* ASSIGNED TASK *
Please copy out every line in the entries that includes the word "parsed".

(Items listed in a dataset)
######

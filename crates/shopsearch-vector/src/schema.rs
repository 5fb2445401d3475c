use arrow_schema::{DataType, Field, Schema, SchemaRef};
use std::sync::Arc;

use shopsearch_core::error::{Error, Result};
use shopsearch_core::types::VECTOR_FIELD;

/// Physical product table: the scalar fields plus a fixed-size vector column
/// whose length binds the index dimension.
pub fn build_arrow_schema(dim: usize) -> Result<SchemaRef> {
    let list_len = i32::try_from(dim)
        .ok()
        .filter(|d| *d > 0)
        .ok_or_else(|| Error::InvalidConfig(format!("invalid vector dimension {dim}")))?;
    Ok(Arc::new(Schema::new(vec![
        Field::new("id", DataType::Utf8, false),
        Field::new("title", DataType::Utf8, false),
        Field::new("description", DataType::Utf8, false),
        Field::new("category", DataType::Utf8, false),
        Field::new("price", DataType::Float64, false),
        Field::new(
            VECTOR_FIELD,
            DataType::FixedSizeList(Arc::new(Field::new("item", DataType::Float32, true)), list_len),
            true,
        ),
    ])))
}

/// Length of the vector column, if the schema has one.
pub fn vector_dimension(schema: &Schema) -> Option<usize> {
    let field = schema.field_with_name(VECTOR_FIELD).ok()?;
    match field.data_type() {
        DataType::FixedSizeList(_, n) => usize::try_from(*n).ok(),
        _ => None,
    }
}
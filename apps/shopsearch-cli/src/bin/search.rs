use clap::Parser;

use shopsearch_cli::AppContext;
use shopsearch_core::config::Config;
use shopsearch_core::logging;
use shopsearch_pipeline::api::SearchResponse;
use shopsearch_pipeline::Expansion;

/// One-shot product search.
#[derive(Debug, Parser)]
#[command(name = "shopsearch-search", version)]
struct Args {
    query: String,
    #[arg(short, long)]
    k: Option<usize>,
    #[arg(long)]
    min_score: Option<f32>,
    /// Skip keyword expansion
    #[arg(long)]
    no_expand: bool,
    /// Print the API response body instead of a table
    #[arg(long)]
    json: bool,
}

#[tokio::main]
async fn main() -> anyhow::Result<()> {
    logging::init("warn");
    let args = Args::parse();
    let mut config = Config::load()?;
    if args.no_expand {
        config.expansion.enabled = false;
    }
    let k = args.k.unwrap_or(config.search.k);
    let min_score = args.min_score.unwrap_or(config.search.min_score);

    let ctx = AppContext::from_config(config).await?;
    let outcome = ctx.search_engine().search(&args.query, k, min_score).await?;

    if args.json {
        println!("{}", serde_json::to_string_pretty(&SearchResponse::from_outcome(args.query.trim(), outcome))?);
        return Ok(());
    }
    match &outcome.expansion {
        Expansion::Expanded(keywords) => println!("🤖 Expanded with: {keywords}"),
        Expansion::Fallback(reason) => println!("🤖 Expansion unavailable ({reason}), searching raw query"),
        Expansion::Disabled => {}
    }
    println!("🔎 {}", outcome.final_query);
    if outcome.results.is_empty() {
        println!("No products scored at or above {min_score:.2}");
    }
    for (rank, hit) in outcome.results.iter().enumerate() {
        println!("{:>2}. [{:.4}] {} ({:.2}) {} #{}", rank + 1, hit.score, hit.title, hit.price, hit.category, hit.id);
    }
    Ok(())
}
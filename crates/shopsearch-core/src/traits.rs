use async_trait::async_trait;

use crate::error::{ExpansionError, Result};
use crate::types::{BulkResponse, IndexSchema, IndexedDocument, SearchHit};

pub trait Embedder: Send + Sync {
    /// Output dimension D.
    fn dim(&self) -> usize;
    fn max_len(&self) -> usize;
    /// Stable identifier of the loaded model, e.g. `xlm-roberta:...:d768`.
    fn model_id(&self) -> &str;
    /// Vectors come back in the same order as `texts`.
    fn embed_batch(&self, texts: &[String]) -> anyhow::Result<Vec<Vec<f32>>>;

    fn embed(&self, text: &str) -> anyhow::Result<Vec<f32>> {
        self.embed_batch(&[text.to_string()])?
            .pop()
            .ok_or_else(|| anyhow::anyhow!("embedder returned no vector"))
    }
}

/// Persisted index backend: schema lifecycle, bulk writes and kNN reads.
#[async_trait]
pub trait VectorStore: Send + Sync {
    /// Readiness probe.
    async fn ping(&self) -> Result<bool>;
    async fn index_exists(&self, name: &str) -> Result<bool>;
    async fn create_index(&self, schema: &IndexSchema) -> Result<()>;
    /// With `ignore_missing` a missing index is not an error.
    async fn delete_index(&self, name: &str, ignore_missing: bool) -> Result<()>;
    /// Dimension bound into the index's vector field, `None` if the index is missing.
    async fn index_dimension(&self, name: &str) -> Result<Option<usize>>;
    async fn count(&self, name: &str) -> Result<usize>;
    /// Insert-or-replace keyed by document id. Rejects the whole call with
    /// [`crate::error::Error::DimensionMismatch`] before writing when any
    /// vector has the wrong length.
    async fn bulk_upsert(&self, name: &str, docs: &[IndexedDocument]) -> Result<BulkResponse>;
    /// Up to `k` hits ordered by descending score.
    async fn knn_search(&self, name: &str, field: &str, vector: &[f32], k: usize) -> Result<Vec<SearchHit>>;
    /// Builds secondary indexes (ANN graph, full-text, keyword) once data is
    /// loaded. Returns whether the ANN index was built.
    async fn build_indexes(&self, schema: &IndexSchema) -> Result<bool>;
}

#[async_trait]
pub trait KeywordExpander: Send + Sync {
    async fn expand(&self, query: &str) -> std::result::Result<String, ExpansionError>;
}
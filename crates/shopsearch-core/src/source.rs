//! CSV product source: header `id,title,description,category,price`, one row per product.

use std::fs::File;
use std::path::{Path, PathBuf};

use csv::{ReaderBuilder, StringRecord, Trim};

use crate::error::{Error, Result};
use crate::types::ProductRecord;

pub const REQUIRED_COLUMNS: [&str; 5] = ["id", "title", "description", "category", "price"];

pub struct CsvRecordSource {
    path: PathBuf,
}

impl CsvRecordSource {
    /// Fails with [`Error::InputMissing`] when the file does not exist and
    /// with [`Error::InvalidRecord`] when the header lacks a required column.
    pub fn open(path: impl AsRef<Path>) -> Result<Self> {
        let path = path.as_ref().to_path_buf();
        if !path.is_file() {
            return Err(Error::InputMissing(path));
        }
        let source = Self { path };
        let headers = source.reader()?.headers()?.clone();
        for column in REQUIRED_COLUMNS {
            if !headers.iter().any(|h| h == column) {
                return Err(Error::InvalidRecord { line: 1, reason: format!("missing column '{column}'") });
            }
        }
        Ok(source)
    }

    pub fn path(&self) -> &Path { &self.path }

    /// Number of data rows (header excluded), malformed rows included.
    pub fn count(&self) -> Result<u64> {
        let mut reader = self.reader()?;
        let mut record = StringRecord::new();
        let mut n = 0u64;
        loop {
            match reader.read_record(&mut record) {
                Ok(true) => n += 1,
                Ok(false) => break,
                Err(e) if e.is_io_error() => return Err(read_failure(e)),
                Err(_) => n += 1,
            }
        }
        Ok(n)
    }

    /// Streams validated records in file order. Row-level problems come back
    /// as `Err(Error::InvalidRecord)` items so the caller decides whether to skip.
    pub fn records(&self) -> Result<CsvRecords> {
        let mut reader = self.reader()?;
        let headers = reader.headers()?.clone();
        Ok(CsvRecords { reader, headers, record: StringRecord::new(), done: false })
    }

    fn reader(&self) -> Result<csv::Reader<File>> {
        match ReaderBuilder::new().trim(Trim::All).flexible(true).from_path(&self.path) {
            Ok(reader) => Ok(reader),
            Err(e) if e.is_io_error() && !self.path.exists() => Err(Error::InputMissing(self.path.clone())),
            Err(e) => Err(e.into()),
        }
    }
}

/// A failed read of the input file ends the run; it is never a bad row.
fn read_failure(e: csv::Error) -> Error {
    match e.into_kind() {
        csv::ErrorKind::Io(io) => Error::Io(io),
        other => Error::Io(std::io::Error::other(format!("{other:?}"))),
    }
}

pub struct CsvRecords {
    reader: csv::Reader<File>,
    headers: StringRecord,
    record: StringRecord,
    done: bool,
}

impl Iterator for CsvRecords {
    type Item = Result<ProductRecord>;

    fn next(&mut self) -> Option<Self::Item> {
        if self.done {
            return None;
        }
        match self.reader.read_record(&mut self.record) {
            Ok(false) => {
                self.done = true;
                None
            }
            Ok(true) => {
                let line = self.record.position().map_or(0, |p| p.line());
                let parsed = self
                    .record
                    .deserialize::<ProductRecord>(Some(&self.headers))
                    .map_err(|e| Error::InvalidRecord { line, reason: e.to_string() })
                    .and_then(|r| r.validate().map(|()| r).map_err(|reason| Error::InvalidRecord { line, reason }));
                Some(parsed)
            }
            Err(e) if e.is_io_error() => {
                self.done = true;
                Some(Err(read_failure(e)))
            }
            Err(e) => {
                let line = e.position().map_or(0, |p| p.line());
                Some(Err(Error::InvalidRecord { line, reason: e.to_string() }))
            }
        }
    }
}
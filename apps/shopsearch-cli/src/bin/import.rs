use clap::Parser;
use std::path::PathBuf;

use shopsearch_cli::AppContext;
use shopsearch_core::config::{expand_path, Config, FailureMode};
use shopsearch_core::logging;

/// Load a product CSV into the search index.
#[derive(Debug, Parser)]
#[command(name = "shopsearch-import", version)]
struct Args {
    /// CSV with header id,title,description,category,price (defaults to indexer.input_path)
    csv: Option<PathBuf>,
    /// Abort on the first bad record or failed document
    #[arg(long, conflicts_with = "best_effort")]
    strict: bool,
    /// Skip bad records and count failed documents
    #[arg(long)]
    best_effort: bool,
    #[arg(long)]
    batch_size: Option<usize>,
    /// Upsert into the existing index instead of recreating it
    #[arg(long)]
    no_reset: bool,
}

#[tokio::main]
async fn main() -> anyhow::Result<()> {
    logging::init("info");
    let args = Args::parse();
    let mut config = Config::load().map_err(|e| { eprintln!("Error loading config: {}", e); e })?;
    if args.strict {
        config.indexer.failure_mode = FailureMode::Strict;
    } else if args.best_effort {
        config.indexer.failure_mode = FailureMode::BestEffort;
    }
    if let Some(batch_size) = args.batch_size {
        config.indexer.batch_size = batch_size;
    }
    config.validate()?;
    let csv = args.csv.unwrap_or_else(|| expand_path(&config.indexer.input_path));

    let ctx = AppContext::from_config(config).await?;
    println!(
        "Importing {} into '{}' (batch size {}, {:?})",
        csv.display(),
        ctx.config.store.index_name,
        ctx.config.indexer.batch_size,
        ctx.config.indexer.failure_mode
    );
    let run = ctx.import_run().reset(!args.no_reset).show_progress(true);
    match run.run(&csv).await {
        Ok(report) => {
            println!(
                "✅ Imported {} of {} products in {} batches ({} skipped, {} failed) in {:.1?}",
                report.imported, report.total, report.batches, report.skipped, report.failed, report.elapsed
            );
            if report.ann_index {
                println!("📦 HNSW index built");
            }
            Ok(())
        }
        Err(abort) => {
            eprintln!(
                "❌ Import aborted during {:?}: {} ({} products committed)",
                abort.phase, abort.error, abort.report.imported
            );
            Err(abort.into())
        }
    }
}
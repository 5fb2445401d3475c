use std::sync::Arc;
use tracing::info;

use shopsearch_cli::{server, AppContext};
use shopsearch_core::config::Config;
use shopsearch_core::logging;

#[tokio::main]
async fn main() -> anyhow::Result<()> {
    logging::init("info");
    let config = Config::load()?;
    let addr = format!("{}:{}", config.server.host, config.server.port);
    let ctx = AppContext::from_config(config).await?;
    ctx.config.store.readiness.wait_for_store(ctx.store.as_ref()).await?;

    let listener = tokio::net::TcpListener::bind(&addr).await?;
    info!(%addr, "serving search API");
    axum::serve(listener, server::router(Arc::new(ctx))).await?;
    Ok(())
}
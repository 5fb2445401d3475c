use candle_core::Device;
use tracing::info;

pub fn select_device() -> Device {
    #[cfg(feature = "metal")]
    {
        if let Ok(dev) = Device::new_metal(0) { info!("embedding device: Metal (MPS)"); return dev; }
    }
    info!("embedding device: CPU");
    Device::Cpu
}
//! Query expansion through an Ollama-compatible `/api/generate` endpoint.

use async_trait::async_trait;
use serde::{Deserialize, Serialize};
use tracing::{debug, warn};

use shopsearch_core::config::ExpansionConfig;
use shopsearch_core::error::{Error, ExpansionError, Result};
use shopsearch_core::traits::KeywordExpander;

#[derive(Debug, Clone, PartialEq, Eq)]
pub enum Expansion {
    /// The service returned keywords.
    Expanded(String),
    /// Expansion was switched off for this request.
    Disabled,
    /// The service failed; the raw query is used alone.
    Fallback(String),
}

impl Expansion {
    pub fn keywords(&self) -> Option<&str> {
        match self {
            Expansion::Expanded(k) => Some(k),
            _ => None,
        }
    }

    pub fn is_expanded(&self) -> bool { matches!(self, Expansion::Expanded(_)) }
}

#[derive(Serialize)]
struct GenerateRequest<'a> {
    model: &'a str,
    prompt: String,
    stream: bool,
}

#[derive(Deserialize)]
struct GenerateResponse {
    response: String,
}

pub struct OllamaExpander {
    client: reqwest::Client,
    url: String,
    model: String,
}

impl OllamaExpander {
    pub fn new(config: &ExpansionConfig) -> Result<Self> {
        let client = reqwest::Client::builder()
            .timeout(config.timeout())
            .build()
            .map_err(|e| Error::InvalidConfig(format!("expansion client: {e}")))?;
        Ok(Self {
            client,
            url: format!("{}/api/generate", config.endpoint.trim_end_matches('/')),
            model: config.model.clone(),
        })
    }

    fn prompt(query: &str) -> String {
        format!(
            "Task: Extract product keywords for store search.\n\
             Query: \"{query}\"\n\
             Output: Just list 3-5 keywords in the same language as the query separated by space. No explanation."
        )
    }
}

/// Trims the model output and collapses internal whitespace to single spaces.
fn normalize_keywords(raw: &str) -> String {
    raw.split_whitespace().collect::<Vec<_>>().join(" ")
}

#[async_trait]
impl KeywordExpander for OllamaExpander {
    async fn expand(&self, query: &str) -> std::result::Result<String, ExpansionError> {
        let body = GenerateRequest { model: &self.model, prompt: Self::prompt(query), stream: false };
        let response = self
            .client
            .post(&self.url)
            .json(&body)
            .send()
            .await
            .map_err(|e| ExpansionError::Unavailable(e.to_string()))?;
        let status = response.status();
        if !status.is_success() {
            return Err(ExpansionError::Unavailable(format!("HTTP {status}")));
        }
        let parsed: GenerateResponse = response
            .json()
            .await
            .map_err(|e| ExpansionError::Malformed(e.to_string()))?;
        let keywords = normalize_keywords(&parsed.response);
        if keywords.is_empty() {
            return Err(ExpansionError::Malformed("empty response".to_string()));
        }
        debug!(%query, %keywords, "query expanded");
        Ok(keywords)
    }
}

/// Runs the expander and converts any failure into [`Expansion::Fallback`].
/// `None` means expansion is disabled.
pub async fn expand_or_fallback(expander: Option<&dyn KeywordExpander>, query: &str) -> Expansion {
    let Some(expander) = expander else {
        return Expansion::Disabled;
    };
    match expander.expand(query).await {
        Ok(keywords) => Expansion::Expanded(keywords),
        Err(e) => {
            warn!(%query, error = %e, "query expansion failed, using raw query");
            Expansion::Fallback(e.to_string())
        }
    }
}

######

* EXERCISE ANSWER *
                let parsed = self
                Some(parsed)
        let parsed: GenerateResponse = response
        let keywords = normalize_keywords(&parsed.response);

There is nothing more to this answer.